Special Weapons Course

Friday 20th September 2013

Nuffield Health Fitness and Wellbeing Centre

The special weapons course, was a great success covering an array of traditional karate weapons including the bo, tonfa, sai and nunchaku. What follows is a brief summary of the course and the weapons covered.

I have now been to a few of Sensei Cummin’s weapons courses and so at last I am beginning to feel comfortable with the bo but am not that familiar with the other weapons covered. I started the class at the point where Shushi No Kon, the first Bo kata was being taught. I was pleasantly surprised to find that I remembered a fair part of the kata since the last course (although I had only practised a few times in between) and so felt a bit more confident in performing the kata rather than the more hesitant  feeling from previous courses. Shihan Cummins went through the kata a few times starting slowly and going through every move at a slow speed so that those attending who had not used the bo before or had only used it one or two times could follow and slowly increased the count speed until by the end of the class everyone was performing the kata at a good pace. This all took place at various points during the class with the other weapons interspersed in between. Shihan Cummins also explained how the moves of the kata could be applied and then held a question and answer session so that the students could clarify the parts they were unsure of which was very informative as Shihan Cummins explained the details of the application relating to the questions and the history where applicable.

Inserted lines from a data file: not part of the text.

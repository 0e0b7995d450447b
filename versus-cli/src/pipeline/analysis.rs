//! Post-Execution Analysis
//!
//! Runs the quality, statistics, validation and decision stages over a sample
//! set and assembles the final report. Used both after a live run and by
//! `versus analyze` on saved samples.

use tracing::debug;
use versus_core::{ExecutionReport, PipelineConfig, Sample, VariantPair};
use versus_logic::{CrossVariantValidator, DecisionEngine, ReferenceOracle};
use versus_report::{PipelineReport, ReportMeta, assemble_report};
use versus_stats::{QualityController, StatisticalAnalyzer};

/// Analyze `samples` and build the report
pub fn analyze_samples(
    config: &PipelineConfig,
    variants: &VariantPair,
    samples: Vec<Sample>,
    execution: Option<&ExecutionReport>,
    meta: ReportMeta,
) -> PipelineReport {
    let quality = QualityController::new(config.quality.clone()).clean(&samples);

    let analysis = StatisticalAnalyzer::new(config.statistics).analyze(&quality, variants);

    let trusted = config
        .validation
        .trusted_variant
        .clone()
        .unwrap_or_else(|| variants.a.clone());
    let oracle = ReferenceOracle::from_samples(&samples, &trusted);
    debug!(trusted = %trusted, references = oracle.len(), "reference oracle built");
    let validations =
        CrossVariantValidator::new(&config.validation).validate_samples(&samples, variants, &oracle);

    let decision = DecisionEngine::new(config.decision.clone(), &config.statistics).decide(
        &analysis.comparisons,
        &validations,
        variants,
        &samples,
    );

    assemble_report(
        meta,
        variants.clone(),
        execution,
        samples,
        &quality,
        analysis,
        validations,
        decision,
    )
}
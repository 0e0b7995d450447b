//! JSON Output
//!
//! Full pipeline reports and raw sample sets round-trip through JSON, so a
//! saved run can be re-analyzed without executing anything.

use crate::report::{PipelineReport, SCHEMA_VERSION};
use serde::{Deserialize, Serialize};
use std::path::{Path, PathBuf};
use versus_core::{Sample, VariantPair};

/// Errors reading or writing report files
#[derive(Debug, thiserror::Error)]
pub enum ReportError {
    /// File could not be read or written
    #[error("{}: {source}", path.display())]
    Io {
        /// File involved
        path: PathBuf,
        /// Underlying error
        source: std::io::Error,
    },
    /// File content is not valid JSON for the expected type
    #[error("{}: {source}", path.display())]
    Json {
        /// File involved
        path: PathBuf,
        /// Underlying error
        source: serde_json::Error,
    },
    /// File was written by an incompatible schema
    #[error("{}: unsupported schema version {found}", path.display())]
    Schema {
        /// File involved
        path: PathBuf,
        /// Version found in the file
        found: u32,
    },
}

/// Raw samples of one run, as saved by `--save-samples`
#[derive(Debug, Clone, PartialEq, Serialize, Deserialize)]
pub struct SampleSet {
    /// Schema version
    pub schema_version: u32,
    /// Variants the samples compare
    pub variants: VariantPair,
    /// Samples in recording order
    pub samples: Vec<Sample>,
}

impl SampleSet {
    /// Sample set at the current schema version
    pub fn new(variants: VariantPair, samples: Vec<Sample>) -> Self {
        Self {
            schema_version: SCHEMA_VERSION,
            variants,
            samples,
        }
    }
}

/// Generate a prettified JSON report.
pub fn generate_json_report(report: &PipelineReport) -> Result<String, serde_json::Error> {
    serde_json::to_string_pretty(report)
}

fn write_json<T: Serialize>(path: &Path, value: &T) -> Result<(), ReportError> {
    let json = serde_json::to_string_pretty(value).map_err(|source| ReportError::Json {
        path: path.to_path_buf(),
        source,
    })?;
    std::fs::write(path, json).map_err(|source| ReportError::Io {
        path: path.to_path_buf(),
        source,
    })
}

fn read_json<T: for<'de> Deserialize<'de>>(path: &Path) -> Result<T, ReportError> {
    let content = std::fs::read_to_string(path).map_err(|source| ReportError::Io {
        path: path.to_path_buf(),
        source,
    })?;
    serde_json::from_str(&content).map_err(|source| ReportError::Json {
        path: path.to_path_buf(),
        source,
    })
}

/// Write a report to `path`
pub fn save_json_report(report: &PipelineReport, path: &Path) -> Result<(), ReportError> {
    write_json(path, report)
}

/// Read a report written by [`save_json_report`]
pub fn load_json_report(path: &Path) -> Result<PipelineReport, ReportError> {
    let report: PipelineReport = read_json(path)?;
    if report.meta.schema_version != SCHEMA_VERSION {
        return Err(ReportError::Schema {
            path: path.to_path_buf(),
            found: report.meta.schema_version,
        });
    }
    Ok(report)
}

/// Write raw samples to `path`
pub fn save_samples(set: &SampleSet, path: &Path) -> Result<(), ReportError> {
    write_json(path, set)
}

/// Read raw samples written by [`save_samples`]
pub fn load_samples(path: &Path) -> Result<SampleSet, ReportError> {
    let set: SampleSet = read_json(path)?;
    if set.schema_version != SCHEMA_VERSION {
        return Err(ReportError::Schema {
            path: path.to_path_buf(),
            found: set.schema_version,
        });
    }
    Ok(set)
}

#[cfg(test)]
mod tests {
    use super::*;
    use versus_core::{Cell, FailureReason, Scale};

    fn set() -> SampleSet {
        let cell = Cell::new("sort", "rust", Scale::Medium);
        SampleSet::new(
            VariantPair::new("rust", "go"),
            vec![
                Sample::succeeded(cell.clone(), 0, 1, 12.5, 4096, Some(0xdead_beef)),
                Sample::failed(cell, 1, 3, FailureReason::ExecutionFailure("trap".into())),
            ],
        )
    }

    #[test]
    fn test_samples_survive_a_file() {
        let dir = tempfile::tempdir().unwrap();
        let path = dir.path().join("samples.json");
        save_samples(&set(), &path).unwrap();
        assert_eq!(load_samples(&path).unwrap(), set());
    }

    #[test]
    fn test_schema_mismatch_is_rejected() {
        let dir = tempfile::tempdir().unwrap();
        let path = dir.path().join("samples.json");
        let mut old = set();
        old.schema_version = 0;
        save_samples(&old, &path).unwrap();
        assert!(matches!(
            load_samples(&path),
            Err(ReportError::Schema { found: 0, .. })
        ));
    }

    #[test]
    fn test_missing_and_malformed_files() {
        let dir = tempfile::tempdir().unwrap();
        let missing = dir.path().join("nope.json");
        assert!(matches!(load_samples(&missing), Err(ReportError::Io { .. })));

        let garbage = dir.path().join("garbage.json");
        std::fs::write(&garbage, "{ not json").unwrap();
        let err = load_samples(&garbage).unwrap_err();
        assert!(matches!(err, ReportError::Json { .. }));
        assert!(err.to_string().contains("garbage.json"));
    }
}
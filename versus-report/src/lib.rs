#![warn(missing_docs)]
//! Versus Report - Reporting
//!
//! Collects every stage's output into one serializable [`PipelineReport`]
//! and renders it:
//! - JSON (machine-readable, reloadable)
//! - Markdown (pull request comments, job summaries)
//!
//! The human-readable terminal format lives in the CLI.

mod json;
mod markdown;
mod report;

pub use json::{
    ReportError, SampleSet, generate_json_report, load_json_report, load_samples,
    save_json_report, save_samples,
};
pub use markdown::generate_markdown_report;
pub use report::{
    DataLedger, DiscardedSample, ExcludedData, ExclusionStage, ExecutionSummary, PipelineReport,
    QualitySummary, ReportMeta, SCHEMA_VERSION, SystemInfo, UsedData, assemble_report,
};

/// Output format selection
#[derive(Debug, Clone, Copy, PartialEq, Eq, Default)]
pub enum OutputFormat {
    /// Human-readable terminal output
    #[default]
    Human,
    /// JSON with full schema
    Json,
    /// Markdown summary
    Markdown,
}

impl std::str::FromStr for OutputFormat {
    type Err = String;

    fn from_str(s: &str) -> Result<Self, Self::Err> {
        match s.to_lowercase().as_str() {
            "human" | "text" => Ok(OutputFormat::Human),
            "json" => Ok(OutputFormat::Json),
            "markdown" | "md" => Ok(OutputFormat::Markdown),
            other => Err(format!("Unknown output format: {}", other)),
        }
    }
}
//! Configuration Value Objects
//!
//! Each pipeline component receives its own section of [`PipelineConfig`] at
//! construction time. Nothing reads process-wide state; a config is validated
//! once and then treated as immutable.

use crate::model::{Metric, ValidationError, VariantId};
use serde::{Deserialize, Serialize};
use std::collections::BTreeMap;
use std::time::Duration;

/// Complete configuration for one pipeline run
#[derive(Debug, Clone, Default, PartialEq, Serialize, Deserialize)]
pub struct PipelineConfig {
    /// Scheduling, timeouts, retries, abort threshold
    #[serde(default)]
    pub orchestrator: OrchestratorConfig,
    /// Outlier removal and group classification
    #[serde(default)]
    pub quality: QualityConfig,
    /// Hypothesis testing and effect size
    #[serde(default)]
    pub statistics: StatisticsConfig,
    /// Cross-variant digest validation
    #[serde(default)]
    pub validation: ValidationConfig,
    /// Recommendation aggregation
    #[serde(default)]
    pub decision: DecisionConfig,
}

impl PipelineConfig {
    /// Validate every section
    pub fn validate(&self) -> Result<(), ValidationError> {
        self.orchestrator.validate()?;
        self.quality.validate()?;
        self.statistics.validate()?;
        self.validation.validate()?;
        self.decision.validate()
    }
}

fn invalid(field: &'static str, reason: impl Into<String>) -> ValidationError {
    ValidationError::InvalidConfig {
        field,
        reason: reason.into(),
    }
}

fn check_fraction(field: &'static str, value: f64) -> Result<(), ValidationError> {
    if !(0.0..=1.0).contains(&value) {
        return Err(invalid(field, format!("{} is outside [0, 1]", value)));
    }
    Ok(())
}

fn check_positive(field: &'static str, value: f64) -> Result<(), ValidationError> {
    if !(value.is_finite() && value > 0.0) {
        return Err(invalid(field, format!("{} must be positive", value)));
    }
    Ok(())
}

Sensei Austin Birks took the class through the use of the nunchaku, this was only the second time I have used them and thanks to Sensei Sue Hession generously donating her time to purchase weapons on behalf of myself and others on the class now had my very own pair to use. Whilst the first time I had used them they seemed to flow naturally for me, this time this was not the case initially and it took some time to be able to get a rhythm going when swapping hands. This is definitely a weapon for which practice is a must to be able to use them in any capacity and you will almost certainly hit yourself a few times whilst doing so. Sensei Birks then demonstrated how these could be used in defence against attacks from weapons or the empty hand before giving a demonstration of the nunchaku in which he would have given Bruce Lee a run for his money in that famous scene from Enter the Dragon.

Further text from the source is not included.